Addiction: Is my partner an addict?

Questions to help guide you in identifying addiction in a spouse or partner.

minute read

Here, you’ll find a review of addiction and co-addiction for those interested in getting help for families of addicts. While we can live with an addict in denial of the problem, the truth is that addicts pretty much exhibit the same characteristics.  More here on how to identify addiction in a partner or spouse. Then, we invite your questions and comments at the end.

All addicts are the same

I have a friend who had been dating a guy for a few months before they got engaged. This friend had been a huge support to me during my own struggle with my addicted spouse. She was the first person to tell me he was an addict and that he was no different from other addicts. I was under the impression that because my spouse made very good money and we lived a semi-normal existence that he was not a typical addict.

What I learned through my experience and through the stories of other co-addicts is that regardless of the person, all addicts are innately the same. With addicts, there is an intrinsic factor to “use” above all other things. There is a limitless amount of denial and an everyday struggle to realize they can never “use” again. Whether they are a successful business person or destitute, all addicts share the same qualities in relation to addiction.
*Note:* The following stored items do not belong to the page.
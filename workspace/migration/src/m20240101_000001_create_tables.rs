use sea_orm_migration::{prelude::*, schema::*};

#[derive(DeriveMigrationName)]
pub struct Migration;

#[async_trait::async_trait]
impl MigrationTrait for Migration {
    async fn up(&self, manager: &SchemaManager) -> Result<(), DbErr> {
        // Create transactions table
        manager
            .create_table(
                Table::create()
                    .table(Transactions::Table)
                    .if_not_exists()
                    .col(pk_auto(Transactions::Id))
                    .col(decimal(Transactions::Amount).decimal_len(16, 4))
                    .col(date(Transactions::Date))
                    .col(string(Transactions::Description))
                    .col(string_len(Transactions::Category, 32).default("Other"))
                    .to_owned(),
            )
            .await?;

        // Create budgets table
        manager
            .create_table(
                Table::create()
                    .table(Budgets::Table)
                    .if_not_exists()
                    .col(pk_auto(Budgets::Id))
                    .col(string_len(Budgets::Category, 32))
                    .col(decimal(Budgets::Amount).decimal_len(16, 4))
                    .col(unsigned(Budgets::Month))
                    .col(integer(Budgets::Year))
                    .to_owned(),
            )
            .await?;

        // Create incomes table
        manager
            .create_table(
                Table::create()
                    .table(Incomes::Table)
                    .if_not_exists()
                    .col(pk_auto(Incomes::Id))
                    .col(decimal(Incomes::Amount).decimal_len(16, 4))
                    .col(string(Incomes::Source))
                    .col(unsigned(Incomes::Month))
                    .col(integer(Incomes::Year))
                    .col(date(Incomes::Date))
                    .col(boolean(Incomes::Recurring).default(false))
                    .col(string_null(Incomes::Notes))
                    .to_owned(),
            )
            .await?;

        Ok(())
    }

    async fn down(&self, manager: &SchemaManager) -> Result<(), DbErr> {
        manager
            .drop_table(Table::drop().table(Incomes::Table).to_owned())
            .await?;

        manager
            .drop_table(Table::drop().table(Budgets::Table).to_owned())
            .await?;

        manager
            .drop_table(Table::drop().table(Transactions::Table).to_owned())
            .await?;

        Ok(())
    }
}

#[derive(DeriveIden)]
enum Transactions {
    Table,
    Id,
    Amount,
    Date,
    Description,
    Category,
}

#[derive(DeriveIden)]
enum Budgets {
    Table,
    Id,
    Category,
    Amount,
    Month,
    Year,
}

#[derive(DeriveIden)]
enum Incomes {
    Table,
    Id,
    Amount,
    Source,
    Month,
    Year,
    Date,
    Recurring,
    Notes,
}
It took me a long time to come to the realization that my husband was like every other addict. It was this denial that kept me in my own prison for far too many years. You would think a rational, educated, intellectual person would be able to realize that the person they love is an addict but that is not usually the case. My friend’s fiance is a professional, owns his home, and pays all of his bills on time. Even though my friend had watched my sordid situation with addiction, it is hard for her to realize that her boyfriend is an addict just like my ex-husband.


For reasons we cannot understand,when we are in love with an addict we tend to wear blinders. That’s what co-addiction is. We see, but have very limited vision when it comes to this person and their addiction. If I had a dime for every time I said “but you don’t understand my husband is not really like that” or for every time I have heard another person speak the same words regarding their addicted partner, I would have a room full of dimes.
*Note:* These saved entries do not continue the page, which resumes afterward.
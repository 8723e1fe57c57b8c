use common::{
    BudgetComparison, BudgetDto, CategoryTotal, CreateBudgetRequest, ErrorDetail, FieldViolation,
    IncomeDto, IncomeRequest, IncomeSourceTotal, MonthlySummary, MonthlyTotal, TransactionDto,
    TransactionRequest, UpdateBudgetRequest,
};
use model::Category;
use serde::{Deserialize, Serialize};
use utoipa::{IntoParams, OpenApi, ToSchema};
use validator::Validate;

use crate::db::DatabaseHandle;

pub use common::{ApiResponse, ErrorResponse};

/// Application state shared across handlers
#[derive(Clone, Debug)]
pub struct AppState {
    /// Lazily opened database connection
    pub db: DatabaseHandle,
}

/// Optional period filter of the list endpoints
#[derive(Debug, Clone, Default, Deserialize, ToSchema, IntoParams, Validate)]
#[into_params(parameter_in = Query)]
pub struct PeriodQuery {
    /// Zero-based month (0 = January); requires `year`
    #[validate(range(max = 11, message = "Month must be between 0 and 11"))]
    pub month: Option<u32>,
    /// Calendar year (e.g., 2024)
    #[validate(range(min = 2000, max = 9999, message = "Year must be between 2000 and 9999"))]
    pub year: Option<i32>,
}

/// Month selector of the statistics endpoints; both default to the current month
#[derive(Debug, Clone, Default, Deserialize, ToSchema, IntoParams, Validate)]
#[into_params(parameter_in = Query)]
pub struct StatsQuery {
    /// Zero-based month (0 = January)
    #[validate(range(max = 11, message = "Month must be between 0 and 11"))]
    pub month: Option<u32>,
    /// Calendar year (e.g., 2024)
    #[validate(range(min = 2000, max = 9999, message = "Year must be between 2000 and 9999"))]
    pub year: Option<i32>,
}

/// Year selector of the monthly totals endpoint; defaults to the current year
#[derive(Debug, Clone, Default, Deserialize, ToSchema, IntoParams, Validate)]
#[into_params(parameter_in = Query)]
pub struct YearQuery {
    /// Calendar year (e.g., 2024)
    #[validate(range(min = 2000, max = 9999, message = "Year must be between 2000 and 9999"))]
    pub year: Option<i32>,
}

/// Health check response
#[derive(Serialize, Deserialize, ToSchema)]
pub struct HealthResponse {
    /// Service status
    pub status: String,
    /// Service version
    pub version: String,
    /// Database connection status
    pub database: String,
}

/// OpenAPI documentation
#[derive(OpenApi)]
#[openapi(
    paths(
        crate::handlers::health::health_check,
        crate::handlers::transactions::get_transactions,
        crate::handlers::transactions::create_transaction,
        crate::handlers::transactions::get_transaction,
        crate::handlers::transactions::update_transaction,
        crate::handlers::transactions::delete_transaction,
        crate::handlers::budgets::get_budgets,
        crate::handlers::budgets::create_budget,
        crate::handlers::budgets::get_budget,
        crate::handlers::budgets::update_budget,
        crate::handlers::budgets::delete_budget,
        crate::handlers::incomes::get_incomes,
        crate::handlers::incomes::create_income,
        crate::handlers::incomes::get_income,
        crate::handlers::incomes::update_income,
        crate::handlers::incomes::delete_income,
        crate::handlers::statistics::get_monthly_totals,
        crate::handlers::statistics::get_category_totals,
        crate::handlers::statistics::get_budget_comparison,
        crate::handlers::statistics::get_monthly_summary,
        crate::handlers::statistics::get_income_sources,
    ),
    components(
        schemas(
            ApiResponse<TransactionDto>,
            ApiResponse<Vec<TransactionDto>>,
            ApiResponse<BudgetDto>,
            ApiResponse<Vec<BudgetDto>>,
            ApiResponse<IncomeDto>,
            ApiResponse<Vec<IncomeDto>>,
            ApiResponse<Vec<MonthlyTotal>>,
            ApiResponse<Vec<CategoryTotal>>,
            ApiResponse<Vec<BudgetComparison>>,
            ApiResponse<MonthlySummary>,
            ApiResponse<Vec<IncomeSourceTotal>>,
            ErrorResponse,
            ErrorDetail,
            FieldViolation,
            HealthResponse,
            Category,
            TransactionRequest,
            TransactionDto,
            CreateBudgetRequest,
            UpdateBudgetRequest,
            BudgetDto,
            IncomeRequest,
            IncomeDto,
            MonthlyTotal,
            CategoryTotal,
            BudgetComparison,
            MonthlySummary,
            IncomeSourceTotal,
            PeriodQuery,
            StatsQuery,
            YearQuery,
        )
    ),
    tags(
        (name = "health", description = "Health check endpoints"),
        (name = "transactions", description = "Transaction management endpoints"),
        (name = "budgets", description = "Monthly category budget endpoints"),
        (name = "incomes", description = "Income record endpoints"),
        (name = "statistics", description = "Aggregated spending and income statistics"),
    ),
    info(
        title = "Fintrack API",
        description = "Personal finance tracker API - transactions, budgets, incomes and monthly statistics",
        version = "0.1.0",
        license(
            name = "MIT",
            url = "https://opensource.org/licenses/MIT"
        )
    )
)]
pub struct ApiDoc;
It is extremely common for our “blinders” to be on when it comes to the person we love. We never want to associate them with all of the horrible realities we know of addiction. If we hold the addict to a higher standard and see them as unique or superior to the “average addict,” then we can hold on to the fantasy that things are not that bad and will never get that bad, for a little longer.

Blinders and enabling behavior can meld very quickly. Our blinders can easily transform into enabling and not only do we not grasp addiction but we cannot see our part in its progression.

The Truth

There are many versions of the truth and we can skew the odds in our favor any way we like but the TRUTH is an addict is an addict is an addict. They come in many different shapes and sizes but they all put their addiction first.

If you have questions of whether your partner is an addict, ask yourself a few simple questions.

  • Do they “use” regularly or binge on substances?
  • Do they depend on their substance of choice?
  • Do they make excuses for using?
  • Do they change personalities when using? Do they deny there is a problem?
  • Do you feel like something is wrong regardless of how they justify their drug or alcohol use?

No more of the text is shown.